In [15]:
from torchvision import datasets
from torch.utils.data import TensorDataset, DataLoader
import torch
import torch.nn as nn
import torch.optim as optim

In [16]:
# !git clone https://github.com/baek2sm/ml.git
# !tar -zxvf ./ml/datasets/MNIST.tar.gz

path ='./'
train_dataset = datasets.MNIST(path, train=True, download=True)
test_dataset = datasets.MNIST(path, train=False, download=True)

In [17]:
X_train, y_train = train_dataset.data / 255, train_dataset.targets
X_test, y_test = test_dataset.data / 255, test_dataset.targets

In [18]:
print('Train input data : ',X_train.shape)
print('Train target : ', y_train.shape)
print('Test input data : ', X_test.shape)
print('Test target : ', y_test.shape)

Train input data :  torch.Size([60000, 28, 28])
Train target :  torch.Size([60000])
Test input data :  torch.Size([10000, 28, 28])
Test target :  torch.Size([10000])


In [19]:
X_train, X_test = X_train.view(-1, 784), X_test.view(-1, 784)
print('Train input data : ',X_train.shape)
print('Test input data : ', X_test.shape)

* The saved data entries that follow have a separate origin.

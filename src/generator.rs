//! The policy generation pipeline.
//!
//! A request flows through these stages, each running to completion before the next:
//!
//! 1. [`KeywordClassifier`] refines the policy type from the request's words.
//! 2. [`RelevanceSelector`] asks the model for the most relevant catalog examples, and each one
//!    is read through the [`TemplateFetcher`].
//! 3. When nothing usable came back, [`fallback_examples`] picks predefined templates instead.
//! 4. The instructions, request and examples are sent to the model once.
//! 5. The answer is normalized into a [`PolicyDocument`] and checked structurally.  The check is
//!    logged and never blocks the response.
//!
//! Only a failure of the model call in step 4 is an error.

use std::time::Instant;

use crate::{
    explain_policy, fallback_examples, suggest_path, t64, Classification, GenerationError,
    KeywordClassifier, PolicyDocument, PolicyReport, PredefinedTemplate, Prompt,
    RelevanceSelector, TemplateFetcher, TemplateSource, TextModel, Usage, DEFAULT_MAX_EXAMPLES,
    EXPLANATION_TEMPERATURE, GENERAL_POLICY_TYPE, PREDEFINED_TEMPLATES, SELECTION_TEMPERATURE,
};

const GENERATE_POLICY_PROMPT: &str = include_str!("../prompts/generate-policy.md");

const GENERATION_INSTRUCTIONS: &str = "Generate a complete, valid Conjur policy tailored to the \
    user's request.  Reflect any mentioned resources, credentials, permissions, environments, or \
    applications.  Do not ask for clarification.  Output only the YAML, with no explanations or \
    formatting.";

Train input data :  torch.Size([60000, 784])
Test input data :  torch.Size([10000, 784])


In [20]:
train_dset = TensorDataset(X_train, y_train)
test_dset = TensorDataset(X_test, y_test)

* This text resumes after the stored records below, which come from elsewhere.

//! Resolving catalog entries to raw template text.
//!
//! Every failure here degrades to "no content": an unknown template, a non-success status, a
//! timeout.  Callers fall back to predefined templates.

use std::sync::Arc;
use std::time::Duration;

use crate::{PolicyCatalog, TemplateCache};

/// Where example policies are published.
pub const DEFAULT_TEMPLATE_BASE_URL: &str =
    "https://raw.githubusercontent.com/infamousjoeg/conjur-policies/master";

/// Upper bound on a single template read.
pub const TEMPLATE_FETCH_TIMEOUT: Duration = Duration::from_secs(5);

////////////////////////////////////////// TemplateSource //////////////////////////////////////////

/// A store of raw template text addressed by catalog path.
#[async_trait::async_trait]
pub trait TemplateSource: Send + Sync {
    /// Read the template at `path`, or `None` if it cannot be read.
    async fn read(&self, path: &str) -> Option<String>;
}

//////////////////////////////////////// HttpTemplateSource ////////////////////////////////////////

/// Reads templates over HTTP from `{base}/{path}`.
#[derive(Clone, Debug)]
pub struct HttpTemplateSource {
    base_url: String,
    client: reqwest::Client,
    timeout: Duration,
}

impl HttpTemplateSource {
    /// A source rooted at `base_url` with [`TEMPLATE_FETCH_TIMEOUT`].
    pub fn new(base_url: impl Into<String>) -> Result<Self, reqwest::Error> {
        Self::with_timeout(base_url, TEMPLATE_FETCH_TIMEOUT)
    }

    /// A source rooted at `base_url` whose reads give up after `timeout`.
    pub fn with_timeout(
        base_url: impl Into<String>,
        timeout: Duration,
    ) -> Result<Self, reqwest::Error> {
        let client = reqwest::Client::builder().timeout(timeout).build()?;
        let base_url = base_url.into().trim_end_matches('/').to_string();
        Ok(Self {
            base_url,
            client,
            timeout,
        })
    }

    /// The bound on a single read.
    pub fn timeout(&self) -> Duration {
        self.timeout
    }

    /// The URL a catalog path is read from.
    pub fn url_for(&self, path: &str) -> String {
        format!("{}/{}", self.base_url, path.trim_start_matches('/'))
    }
}

#[async_trait::async_trait]
impl TemplateSource for HttpTemplateSource {
    async fn read(&self, path: &str) -> Option<String> {
        let url = self.url_for(path);
        tracing::info!(url = %url, "fetching template");
        let resp = match self.client.get(&url).send().await {
            Ok(resp) => resp,
            Err(err) => {
                tracing::warn!(url = %url, error = %err, "template fetch failed");
                return None;
            }
        };
        if !resp.status().is_success() {
            tracing::warn!(url = %url, status = %resp.status(), "template fetch failed");
            return None;
        }
        match resp.text().await {
            Ok(text) => Some(text),
            Err(err) => {
                tracing::warn!(url = %url, error = %err, "could not read template body");
                None
            }
        }
    }
}

////////////////////////////////////////// TemplateFetcher /////////////////////////////////////////

/// Resolves `(category, template)` pairs against a catalog and reads them through a cache.
pub struct TemplateFetcher<S> {
    catalog: Arc<PolicyCatalog>,
    source: S,
    cache: Arc<TemplateCache>,
}

impl<S: TemplateSource> TemplateFetcher<S> {
    /// A fetcher over `source`, caching into `cache`.
    pub fn new(catalog: Arc<PolicyCatalog>, source: S, cache: Arc<TemplateCache>) -> Self {
        Self {
            catalog,
            source,
            cache,
        }
    }

    /// The catalog templates are resolved against.
    pub fn catalog(&self) -> &PolicyCatalog {
        &self.catalog
    }

    /// The cache this fetcher writes to.
    pub fn cache(&self) -> &TemplateCache {
        &self.cache
    }

    /// Fetch a template's text.
    ///
    /// A template that cannot be resolved in the catalog is reported as missing without touching
    /// the source.  Successful reads are cached for the life of the cache.
    pub async fn fetch(&self, category: &str, template_name: &str) -> Option<String> {
        let key = TemplateCache::key(category, template_name);
        if let Some(content) = self.cache.get(&key) {
            tracing::debug!(key = %key, "template cache hit");
            return Some(content);
        }
        let Some(path) = self.catalog.resolve_path(category, template_name) else {
            tracing::warn!(key = %key, "template not in catalog");
            return None;
        };
        let content = self.source.read(&path).await?;
        self.cache.insert(key, content.clone());
        Some(content)
    }
}

/////////////////////////////////////////////// testing ////////////////////////////////////////////


/////////////////////////////////////////////// tests //////////////////////////////////////////////

#[cfg(test)]
mod tests {
    use std::io::{Read, Write};

    use super::testing::MapSource;
    use super::*;

    fn create_test_fetcher(source: MapSource) -> TemplateFetcher<MapSource> {
        let catalog = PolicyCatalog::from_json(
            r#"{"authn": ["authn-jwt-github.yml"], "ci": {"github": ["actions.yml"]}}"#,
        )
        .unwrap();
        TemplateFetcher::new(Arc::new(catalog), source, Arc::new(TemplateCache::new()))
    }

    #[tokio::test]
    async fn fetch_then_cache() {
        let source = MapSource::new(&[("ci/github/actions.yml", "- !host a")]);
        let fetcher = create_test_fetcher(source);
        assert_eq!(
            Some("- !host a".to_string()),
            fetcher.fetch("ci/github", "actions").await
        );
        assert_eq!(
            Some("- !host a".to_string()),
            fetcher.fetch("ci/github", "actions").await
        );
        assert_eq!(vec!["ci/github/actions.yml"], fetcher.source.reads());
        assert_eq!(Some("- !host a".to_string()), fetcher.cache().get("ci/github/actions"));
    }

    #[tokio::test]
    async fn unresolvable_template_skips_source() {
        let fetcher = create_test_fetcher(MapSource::new(&[]));
        assert_eq!(None, fetcher.fetch("cloud/aws", "aws").await);
        assert!(fetcher.source.reads().is_empty());
    }

    #[tokio::test]
    async fn missing_upstream_is_not_cached() {
        let fetcher = create_test_fetcher(MapSource::new(&[]));
        assert_eq!(None, fetcher.fetch("authn", "authn-jwt-github").await);
        assert_eq!(None, fetcher.fetch("authn", "authn-jwt-github").await);
        assert_eq!(2, fetcher.source.reads().len());
        assert!(fetcher.cache().is_empty());
    }

    #[tokio::test]
    async fn shared_cache_across_fetchers() {
        let catalog = Arc::new(PolicyCatalog::builtin());
        let cache = Arc::new(TemplateCache::new());
        let first = TemplateFetcher::new(
            catalog.clone(),
            MapSource::new(&[("authn/authn-jwt-github.yml", "- !webservice")]),
            cache.clone(),
        );
        let second = TemplateFetcher::new(catalog, MapSource::new(&[]), cache);
        assert!(first.fetch("authn", "authn-jwt-github").await.is_some());
        assert_eq!(
            Some("- !webservice".to_string()),
            second.fetch("authn", "authn-jwt-github").await
        );
        assert!(second.source.reads().is_empty());
    }

    #[test]
    fn url_joins_cleanly() {
        let source = HttpTemplateSource::new("https://example.org/policies/").unwrap();
        assert_eq!(
            "https://example.org/policies/ci/github/actions.yml",
            source.url_for("/ci/github/actions.yml")
        );
        assert_eq!(TEMPLATE_FETCH_TIMEOUT, source.timeout());
    }

    /// Serve one connection per canned response on a loopback port.
    fn serve(responses: Vec<Option<&'static str>>) -> String {
        let listener = std::net::TcpListener::bind("127.0.0.1:0").unwrap();
        let addr = listener.local_addr().unwrap();
        std::thread::spawn(move || {
            for response in responses {
                let (mut stream, _) = listener.accept().unwrap();
                let mut buf = [0u8; 4096];
                let _ = stream.read(&mut buf);
                match response {
                    Some(response) => {
                        let _ = stream.write_all(response.as_bytes());
                    }
                    None => std::thread::sleep(Duration::from_secs(2)),
                }
            }
        });
        format!("http://{addr}/policies")
    }

    #[tokio::test]
    async fn http_status_decides_content() {
        let not_found = "HTTP/1.1 404 Not Found\r\n\
                         Content-Length: 9\r\n\
                         Connection: close\r\n\r\n\
                         Not Found";
        let ok = "HTTP/1.1 200 OK\r\n\
                  Content-Length: 13\r\n\
                  Connection: close\r\n\r\n\
                  - !host robot";
        let base = serve(vec![Some(not_found), Some(ok)]);
        let source = HttpTemplateSource::new(base).unwrap();
        assert_eq!(None, source.read("authn/missing.yml").await);
        assert_eq!(
            Some("- !host robot".to_string()),
            source.read("ci/github/actions.yml").await
        );
    }

    #[tokio::test]
    async fn http_timeout_is_not_found() {
        let base = serve(vec![None]);
        let source = HttpTemplateSource::with_timeout(base, Duration::from_millis(200)).unwrap();
        assert_eq!(None, source.read("cloud/aws/aws.yml").await);
    }

    #[tokio::test]
    async fn unreachable_host_is_not_found() {
        let listener = std::net::TcpListener::bind("127.0.0.1:0").unwrap();
        let addr = listener.local_addr().unwrap();
        drop(listener);
        let source = HttpTemplateSource::new(format!("http://{addr}")).unwrap();
        assert_eq!(None, source.read("authn/authn-k8s.yml").await);
    }
}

train_loader = DataLoader(train_dset, batch_size=32, shuffle=True)
test_loader = DataLoader(test_dset, batch_size=32, shuffle=False)

In [21]:
class DNN(nn.Module):
    def __init__(self, num_features):
        super().__init__()
        self.hidden_layer1 = nn.Sequential(
            nn.Linear(num_features, 256),
            nn.ReLU()
        )
        self.hidden_layer2 = nn.Sequential(
            nn.Linear(256, 128),
            nn.ReLU()
        )
        self.output_layer = nn.Linear(128, 10)

    def forward(self, X):
        out = self.hidden_layer1(X)
        out = self.hidden_layer2(out)
        out = self.output_layer(out)
        return out        

In [22]:
device = 'cuda' if torch.cuda.is_available() else 'cpu'
print('device : ', device)
model = DNN(784).to(device)
criterion = nn.CrossEntropyLoss()
optimizer = optim.Adam(model.parameters(), lr=0.0001)

device :  cuda


In [23]:
def train(model, criterion, optimizer, loader):
    epoch_loss = 0
    epoch_acc = 0

    for X_batch, y_batch in loader:
        X_batch, y_batch = X_batch.to(device), y_batch.to(device)
        optimizer.zero_grad()
        hypothesis = model(X_batch)
        loss = criterion(hypothesis, y_batch)
        loss.backward()
        optimizer.step()
        y_predicted = torch.argmax(hypothesis, 1)
        acc = (y_predicted == y_batch).float().mean()
        epoch_loss += loss.item()
        epoch_acc += acc.item()
    return epoch_loss / len(loader), epoch_acc /len(loader)

In [24]:
def evaluate(model, criterion, loader):
    epoch_loss = 0
    epoch_acc = 0

    with torch.no_grad():
        for X_batch, y_batch in loader:
            X_batch, y_batch = X_batch.to(device), y_batch.to(device)
            hypothesis = model(X_batch)
            loss = criterion(hypothesis, y_batch)
            y_predicted = torch.argmax(hypothesis, 1)
            acc = (y_predicted == y_batch).float().mean()
            epoch_loss += loss.item()
            epoch_acc += acc.item()
        return epoch_loss /len(loader), epoch_acc / len(loader)

In [25]:
n_epochs = 20
for epoch in range(1, n_epochs+1):
    loss, acc = train(model, criterion, optimizer, train_loader)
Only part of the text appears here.